* **THE TASK**
The entries should be given again in full. Alter nothing.

(Dataset entries)

══════════════════════════════

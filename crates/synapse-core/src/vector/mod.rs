//! Vector Index (C1)
//!
//! Exact brute-force similarity search over fixed-dimension float vectors.
//! Sufficient for the expected short-term scale (N ≤ 10^5); an ANN backend
//! is a documented extension point (see `DESIGN.md`), not implemented here,
//! since it would be a concrete search-provider choice and couldn't preserve
//! deterministic tie-breaks without extra reconciliation machinery.

/// Errors raised by [`VectorIndex`].
#[non_exhaustive]
#[derive(Debug, Clone, thiserror::Error)]
pub enum VectorIndexError {
    #[error("expected a {expected}-dimensional vector, got {got}")]
    DimensionMismatch { expected: usize, got: usize },

    #[error("vector index is empty")]
    Empty,
}

/// Column-store of raw (not necessarily normalized) embedding vectors,
/// indexed by insertion position. Positions are stable except for the
/// `pop_last` rollback path — ingestion never removes from the middle,
/// only the most recent append can be undone.
#[derive(Debug, Clone)]
pub struct VectorIndex {
    dimension: usize,
    vectors: Vec<Vec<f32>>,
}

impl VectorIndex {
    /// Create an empty index for `dimension`-length vectors.
    pub fn new(dimension: usize) -> Self {
        Self { dimension, vectors: Vec::new() }
    }

    /// Target dimension of every stored vector.
    pub fn dimension(&self) -> usize {
        self.dimension
    }

    pub fn len(&self) -> usize {
        self.vectors.len()
    }

    pub fn is_empty(&self) -> bool {
        self.vectors.is_empty()
    }

    /// Append `vector`, returning its stable index.
    pub fn add(&mut self, vector: Vec<f32>) -> Result<usize, VectorIndexError> {
        if vector.len() != self.dimension {
            return Err(VectorIndexError::DimensionMismatch {
                expected: self.dimension,
                got: vector.len(),
            });
        }
        self.vectors.push(vector);
        Ok(self.vectors.len() - 1)
    }

    /// Remove the most recently added vector. Used only by the ingestion
    /// rollback path when persistence fails after the in-memory write.
    pub fn pop_last(&mut self) -> Option<Vec<f32>> {
        self.vectors.pop()
    }

    pub fn get(&self, index: usize) -> Option<&[f32]> {
        self.vectors.get(index).map(|v| v.as_slice())
    }

    pub fn iter(&self) -> impl Iterator<Item = &[f32]> {
        self.vectors.iter().map(|v| v.as_slice())
    }

    /// Exact top-k nearest neighbors to `query` by squared Euclidean
    /// distance (L2), ascending. Ties break by ascending index — an
    /// ordering a future ANN swap would need to preserve.
    pub fn search_topk(
        &self,
        query: &[f32],
        k: usize,
    ) -> Result<Vec<(usize, f32)>, VectorIndexError> {
        if query.len() != self.dimension {
            return Err(VectorIndexError::DimensionMismatch {
                expected: self.dimension,
                got: query.len(),
            });
        }
        if self.vectors.is_empty() {
            return Ok(Vec::new());
        }

        let mut scored: Vec<(usize, f32)> = self
            .vectors
            .iter()
            .enumerate()
            .map(|(i, v)| (i, l2_distance_squared(query, v)))
            .collect();

        scored.sort_by(|a, b| {
            a.1.partial_cmp(&b.1)
                .unwrap_or(std::cmp::Ordering::Equal)
                .then(a.0.cmp(&b.0))
        });
        scored.truncate(k);
        Ok(scored)
    }
}

/// Squared Euclidean distance. Unlike full Euclidean distance, avoids a
/// `sqrt` per comparison for ranking purposes — monotonic in true distance.
pub fn l2_distance_squared(a: &[f32], b: &[f32]) -> f32 {
    a.iter().zip(b.iter()).map(|(x, y)| (x - y).powi(2)).sum()
}

/// Cosine similarity. Defined to be `0.0` when either vector has zero norm
/// (no divide-by-zero) or on dimension mismatch, rather than panicking.
pub fn cosine_similarity(a: &[f32], b: &[f32]) -> f32 {
    if a.len() != b.len() {
        return 0.0;
    }
    let mut dot = 0.0_f32;
    let mut norm_a = 0.0_f32;
    let mut norm_b = 0.0_f32;
    for (x, y) in a.iter().zip(b.iter()) {
        dot += x * y;
        norm_a += x * x;
        norm_b += y * y;
    }
    let denom = (norm_a * norm_b).sqrt();
    if denom > 0.0 { dot / denom } else { 0.0 }
}

/// L2-normalize `v` to unit length. Returns a zero vector unchanged (no
/// divide-by-zero), matching the cosine-similarity convention above.
pub fn l2_normalize(v: &[f32]) -> Vec<f32> {
    let norm = v.iter().map(|x| x * x).sum::<f32>().sqrt();
    if norm > 0.0 {
        v.iter().map(|x| x / norm).collect()
    } else {
        v.to_vec()
    }
}

#[cfg(test)]
mod tests {
    use super::*;

    #[test]
    fn add_rejects_wrong_dimension() {
        let mut idx = VectorIndex::new(4);
        assert!(idx.add(vec![1.0, 2.0, 3.0]).is_err());
    }

    #[test]
    fn search_topk_orders_by_distance_with_index_tiebreak() {
        let mut idx = VectorIndex::new(2);
        idx.add(vec![0.0, 0.0]).unwrap();
        idx.add(vec![1.0, 0.0]).unwrap();
        idx.add(vec![0.0, 0.0]).unwrap(); // duplicate distance of index 0, tie broken by index

        let results = idx.search_topk(&[0.0, 0.0], 3).unwrap();
        assert_eq!(results[0].0, 0);
        assert_eq!(results[1].0, 2);
        assert_eq!(results[2].0, 1);
    }

    #[test]
    fn pop_last_undoes_append() {
        let mut idx = VectorIndex::new(2);
        idx.add(vec![1.0, 1.0]).unwrap();
        idx.add(vec![2.0, 2.0]).unwrap();
        assert_eq!(idx.pop_last(), Some(vec![2.0, 2.0]));
        assert_eq!(idx.len(), 1);
    }

    #[test]
    fn cosine_similarity_zero_vector_is_zero() {
        assert_eq!(cosine_similarity(&[0.0, 0.0], &[1.0, 1.0]), 0.0);
        assert_eq!(cosine_similarity(&[0.0, 0.0], &[0.0, 0.0]), 0.0);
    }

    #[test]
    fn cosine_similarity_identical_is_one() {
        let v = [0.3, 0.4, 0.1];
        let sim = cosine_similarity(&v, &v);
        assert!((sim - 1.0).abs() < 1e-5);
    }

    #[test]
    fn l2_normalize_is_idempotent() {
        let v = vec![3.0, 4.0];
        let once = l2_normalize(&v);
        let twice = l2_normalize(&once);
        for (a, b) in once.iter().zip(twice.iter()) {
            assert!((a - b).abs() < 1e-6);
        }
    }
}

══════════════════════════════

* **TASK SOLUTION**
filename crates/synapse-core/src/vector/mod.rs
//! Vector Index (C1)
//!
//! Exact brute-force similarity search over fixed-dimension float vectors.
//! Sufficient for the expected short-term scale (N ≤ 10^5); an ANN backend
//! is a documented extension point (see `DESIGN.md`), not implemented here,
//! since it would be a concrete search-provider choice and couldn't preserve
//! deterministic tie-breaks without extra reconciliation machinery.

/// Errors raised by [`VectorIndex`].
#[non_exhaustive]
#[derive(Debug, Clone, thiserror::Error)]
pub enum VectorIndexError {
    #[error("expected a {expected}-dimensional vector, got {got}")]
    DimensionMismatch { expected: usize, got: usize },

    #[error("vector index is empty")]
    Empty,
}

/// Column-store of raw (not necessarily normalized) embedding vectors,
/// indexed by insertion position. Positions are stable except for the
/// `pop_last` rollback path — ingestion never removes from the middle,
/// only the most recent append can be undone.
#[derive(Debug, Clone)]
pub struct VectorIndex {
    dimension: usize,
    vectors: Vec<Vec<f32>>,
}

impl VectorIndex {
    /// Create an empty index for `dimension`-length vectors.
    pub fn new(dimension: usize) -> Self {
        Self { dimension, vectors: Vec::new() }
    }

    /// Target dimension of every stored vector.
    pub fn dimension(&self) -> usize {
        self.dimension
    }

    pub fn len(&self) -> usize {
        self.vectors.len()
    }

    pub fn is_empty(&self) -> bool {
        self.vectors.is_empty()
    }

    /// Append `vector`, returning its stable index.
    pub fn add(&mut self, vector: Vec<f32>) -> Result<usize, VectorIndexError> {
        if vector.len() != self.dimension {
            return Err(VectorIndexError::DimensionMismatch {
                expected: self.dimension,
                got: vector.len(),
            });
        }
        self.vectors.push(vector);
        Ok(self.vectors.len() - 1)
    }

    /// Remove the most recently added vector. Used only by the ingestion
    /// rollback path when persistence fails after the in-memory write.
    pub fn pop_last(&mut self) -> Option<Vec<f32>> {
        self.vectors.pop()
    }

    pub fn get(&self, index: usize) -> Option<&[f32]> {
        self.vectors.get(index).map(|v| v.as_slice())
    }

    pub fn iter(&self) -> impl Iterator<Item = &[f32]> {
        self.vectors.iter().map(|v| v.as_slice())
    }

    /// Exact top-k nearest neighbors to `query` by squared Euclidean
    /// distance (L2), ascending. Ties break by ascending index — an
    /// ordering a future ANN swap would need to preserve.
    pub fn search_topk(
        &self,
        query: &[f32],
        k: usize,
    ) -> Result<Vec<(usize, f32)>, VectorIndexError> {
        if query.len() != self.dimension {
            return Err(VectorIndexError::DimensionMismatch {
                expected: self.dimension,
                got: query.len(),
            });
        }
        if self.vectors.is_empty() {
            return Ok(Vec::new());
        }

        let mut scored: Vec<(usize, f32)> = self
            .vectors
            .iter()
            .enumerate()
            .map(|(i, v)| (i, l2_distance_squared(query, v)))
            .collect();

        scored.sort_by(|a, b| {
            a.1.partial_cmp(&b.1)
                .unwrap_or(std::cmp::Ordering::Equal)
                .then(a.0.cmp(&b.0))
        });
        scored.truncate(k);
        Ok(scored)
    }
}

/// Squared Euclidean distance. Unlike full Euclidean distance, avoids a
/// `sqrt` per comparison for ranking purposes — monotonic in true distance.
pub fn l2_distance_squared(a: &[f32], b: &[f32]) -> f32 {
    a.iter().zip(b.iter()).map(|(x, y)| (x - y).powi(2)).sum()
}

/// Cosine similarity. Defined to be `0.0` when either vector has zero norm
/// (no divide-by-zero) or on dimension mismatch, rather than panicking.
pub fn cosine_similarity(a: &[f32], b: &[f32]) -> f32 {
    if a.len() != b.len() {
        return 0.0;
    }
    let mut dot = 0.0_f32;
    let mut norm_a = 0.0_f32;
    let mut norm_b = 0.0_f32;
    for (x, y) in a.iter().zip(b.iter()) {
        dot += x * y;
        norm_a += x * x;
        norm_b += y * y;
    }
    let denom = (norm_a * norm_b).sqrt();
    if denom > 0.0 { dot / denom } else { 0.0 }
}

/// L2-normalize `v` to unit length. Returns a zero vector unchanged (no
/// divide-by-zero), matching the cosine-similarity convention above.
pub fn l2_normalize(v: &[f32]) -> Vec<f32> {
    let norm = v.iter().map(|x| x * x).sum::<f32>().sqrt();
    if norm > 0.0 {
        v.iter().map(|x| x / norm).collect()
    } else {
        v.to_vec()
    }
}

#[cfg(test)]
mod tests {
    use super::*;

    #[test]
    fn add_rejects_wrong_dimension() {
        let mut idx = VectorIndex::new(4);
        assert!(idx.add(vec![1.0, 2.0, 3.0]).is_err());
    }

    #[test]
    fn search_topk_orders_by_distance_with_index_tiebreak() {
        let mut idx = VectorIndex::new(2);
        idx.add(vec![0.0, 0.0]).unwrap();
        idx.add(vec![1.0, 0.0]).unwrap();
        idx.add(vec![0.0, 0.0]).unwrap(); // duplicate distance of index 0, tie broken by index

        let results = idx.search_topk(&[0.0, 0.0], 3).unwrap();
        assert_eq!(results[0].0, 0);
        assert_eq!(results[1].0, 2);
        assert_eq!(results[2].0, 1);
    }

    #[test]
    fn pop_last_undoes_append() {
        let mut idx = VectorIndex::new(2);
        idx.add(vec![1.0, 1.0]).unwrap();
        idx.add(vec![2.0, 2.0]).unwrap();
        assert_eq!(idx.pop_last(), Some(vec![2.0, 2.0]));
        assert_eq!(idx.len(), 1);
    }

    #[test]
    fn cosine_similarity_zero_vector_is_zero() {
        assert_eq!(cosine_similarity(&[0.0, 0.0], &[1.0, 1.0]), 0.0);
        assert_eq!(cosine_similarity(&[0.0, 0.0], &[0.0, 0.0]), 0.0);
    }

    #[test]
    fn cosine_similarity_identical_is_one() {
        let v = [0.3, 0.4, 0.1];
        let sim = cosine_similarity(&v, &v);
        assert!((sim - 1.0).abs() < 1e-5);
    }

    #[test]
    fn l2_normalize_is_idempotent() {
        let v = vec![3.0, 4.0];
        let once = l2_normalize(&v);
        let twice = l2_normalize(&once);
        for (a, b) in once.iter().zip(twice.iter()) {
            assert!((a - b).abs() < 1e-6);
        }
    }
}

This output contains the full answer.